Soon It Will All Be Over

Deep in the winter mud season it is hard to see through to the other side, where spring rules. Could we but string two intimate days with the sun, no rain, and a warming wind, then I’m sure my mood would lift. But each day, this day, I slog. I slog out to the barn to feed the sheep. I slog to the chicken coop. I slosh and slog to feed the pigs, raising with each step a black-brown slurry that splatters my newly laundered Carhartts. Looking down with disgust, I turn to find something convenient to kick, and sink ankle deep into the mire.

I stomp back to the farmhouse to change my clothes. Once inside, I do a compulsive check of the weather website. I shout upstairs to Cindy, “It’s going to be cloudy and rainy today.” “Yeah, I’m looking out the window,” she replies to the idiot who seeks written confirmation of the obvious.

Having failed to receive appropriate commiseration, I review my impressively detailed to-do list. It doesn’t take much searching to find an excuse to do nothing. Listed on the page are a multitude of tasks related to mud season … none of which can be completed because it is mud season. We need to have a dump truck of fill dirt delivered to redirect rain runoff from pooling in the inner corral, but the owner of the truck wants a guarantee he won’t get stuck in the mud. Which means that maybe in July, when the sludge of winter is a dim memory, as I trudge through my rounds cursing the heat and drought of summer, he will show up.

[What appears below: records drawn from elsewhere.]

//! Contiguous collection types. Revolves around [`BoxVec`], whose plane of handles is contiguous
//! while the elements themselves stay boxed in place.

pub mod box_vec;

pub(crate) mod raw_array;

#[doc(inline)]
pub use box_vec::BoxVec;
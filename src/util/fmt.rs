use std::fmt::{self, Debug, Formatter};

/// Adapts a closure into a [`Debug`] implementation, so that computed content can be handed to
/// [`Formatter::debug_struct`] as a field.
pub(crate) struct DebugWith<F: Fn(&mut Formatter<'_>) -> fmt::Result>(pub F);

impl<F: Fn(&mut Formatter<'_>) -> fmt::Result> Debug for DebugWith<F> {
    fn fmt(&self, f: &mut Formatter<'_>) -> fmt::Result {
        (self.0)(f)
    }
}
#[allow(unused_macros)]
macro_rules! assert_panics {
    ($run:block) => {
        assert_panics!($run, "expected the block to panic")
    };
    ($run:block, $msg:literal) => {
        // AssertUnwindSafe is fine here: the test observes state again only through its own
        // assertions after the panic has been caught.
        assert!(
            std::panic::catch_unwind(std::panic::AssertUnwindSafe(|| $run)).is_err(),
            $msg
        );
        println!("^ panic caught");
    };
}

#[allow(unused_imports)]
pub(crate) use assert_panics;
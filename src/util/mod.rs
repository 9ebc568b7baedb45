#![warn(missing_docs)]

pub mod alloc;
pub mod error;
pub mod fmt;
pub mod panic;
pub mod result;
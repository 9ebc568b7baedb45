#![cfg(test)]

use std::env;
use std::fs;
use std::path::PathBuf;
use std::process;

use super::*;

fn case_file(name: &str, contents: &str) -> PathBuf {
    let path = env::temp_dir().join(format!("containers_cases_{}_{name}.txt", process::id()));
    fs::write(&path, contents).unwrap();
    path
}

fn group(values: &[i32]) -> BoxVec<i32> {
    values.iter().copied().collect()
}

#[test]
fn test_reads_blank_separated_groups() {
    let path = case_file("groups", "3\n\n1 2 3\n\n4 5\n\n6\n");
    let cases: BoxVec<BoxVec<i32>> = read_cases(&path);

    assert_eq!(cases.len(), 3, "Each blank line should start a new group.");
    assert_eq!(cases.get(0), &group(&[1, 2, 3]));
    assert_eq!(cases.get(1), &group(&[4, 5]));
    assert_eq!(cases.get(2), &group(&[6]));
    let _ = fs::remove_file(path);
}

#[test]
fn test_first_group_opens_without_a_blank() {
    let path = case_file("implicit", "2\n10 20\n30\n\n40\n");
    let cases: BoxVec<BoxVec<i32>> = read_cases(&path);

    assert_eq!(cases.len(), 2);
    assert_eq!(
        cases.get(0),
        &group(&[10, 20, 30]),
        "Value lines before the first blank should fill the first group together."
    );
    assert_eq!(cases.get(1), &group(&[40]));
    let _ = fs::remove_file(path);
}

#[test]
fn test_consecutive_blanks_produce_an_empty_group() {
    let path = case_file("empty_group", "2\n\n\n1\n");
    let cases: BoxVec<BoxVec<i32>> = read_cases(&path);

    assert_eq!(cases.len(), 2);
    assert!(
        cases.get(0).is_empty(),
        "A blank line straight after another should close an empty group."
    );
    assert_eq!(cases.get(1), &group(&[1]));
    let _ = fs::remove_file(path);
}

#[test]
fn test_stops_at_the_declared_count() {
    let path = case_file("cutoff", "1\n1 2\n\n9 9\n\n8\n");
    let cases: BoxVec<BoxVec<i32>> = read_cases(&path);

    assert_eq!(
        cases,
        [group(&[1, 2])].into_iter().collect(),
        "Lines past the declared number of groups should be ignored."
    );
    let _ = fs::remove_file(path);
}

#[test]
fn test_declared_zero_stops_at_the_first_blank() {
    let path = case_file("zero", "0\n\n1 2\n");
    let cases: BoxVec<BoxVec<i32>> = read_cases(&path);
    assert!(cases.is_empty());
    let _ = fs::remove_file(path);

    let path = case_file("zero_unseparated", "0\n5\n");
    let cases: BoxVec<BoxVec<i32>> = read_cases(&path);
    assert_eq!(
        cases,
        [group(&[5])].into_iter().collect(),
        "The declared count is only consulted at group boundaries."
    );
    let _ = fs::remove_file(path);
}

#[test]
fn test_keeps_tokens_before_a_parse_failure() {
    let path = case_file("bad_token", "1\n1 2 x 3\n");
    let cases: BoxVec<BoxVec<i32>> = read_cases(&path);

    assert_eq!(
        cases,
        [group(&[1, 2])].into_iter().collect(),
        "A line should contribute the values up to its first unparseable token."
    );
    let _ = fs::remove_file(path);
}

#[test]
fn test_unreadable_inputs_produce_empty_results() {
    let missing = env::temp_dir().join(format!("containers_cases_{}_missing.txt", process::id()));
    let _ = fs::remove_file(&missing);
    let cases: BoxVec<BoxVec<i32>> = read_cases(&missing);
    assert!(cases.is_empty(), "A missing file should read as no cases at all.");

    let path = case_file("empty", "");
    let cases: BoxVec<BoxVec<i32>> = read_cases(&path);
    assert!(cases.is_empty());
    let _ = fs::remove_file(path);

    let path = case_file("bad_header", "cases\n1 2\n");
    let cases: BoxVec<BoxVec<i32>> = read_cases(&path);
    assert!(cases.is_empty(), "An unparseable count line should read as no cases.");
    let _ = fs::remove_file(path);

    let path = case_file("header_only", "2\n");
    let cases: BoxVec<BoxVec<i32>> = read_cases(&path);
    assert!(cases.is_empty());
    let _ = fs::remove_file(path);
}

#[test]
fn test_crlf_lines_parse_like_plain_lines() {
    let path = case_file("crlf", "2\r\n1 2\r\n\r\n3\r\n");
    let cases: BoxVec<BoxVec<i32>> = read_cases(&path);

    assert_eq!(cases.len(), 2);
    assert_eq!(cases.get(0), &group(&[1, 2]));
    assert_eq!(cases.get(1), &group(&[3]));
    let _ = fs::remove_file(path);
}

#[test]
fn test_parses_any_fromstr_type() {
    let path = case_file("floats", "1\n-1.5 2.25 -3\n");
    let cases: BoxVec<BoxVec<f64>> = read_cases(&path);

    assert_eq!(cases.len(), 1);
    assert!(cases.get(0).iter().copied().eq([-1.5, 2.25, -3.0]));
    let _ = fs::remove_file(path);
}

Then, there is the large pile of gravel to be distributed where the sheep traverse gates and buildings, areas where the mud is deepest. Yet the tractor in this season slips and slides with alarming imprecision as I navigate the entryways. The front tires sink deep into the mud when I attempt to pick up the heavy load of gravel. Another task that must wait for summer (when I’m sure I will have all the time in the world).

Which reminds me of an essay I wrote in third grade:

“I just finished my last math test and now am taking my last writing test. Things don’t look very good right now. But soon it will all be over, and I can run and jump and fish and play.”

I like that kid, I think. He certainly had his priorities straight.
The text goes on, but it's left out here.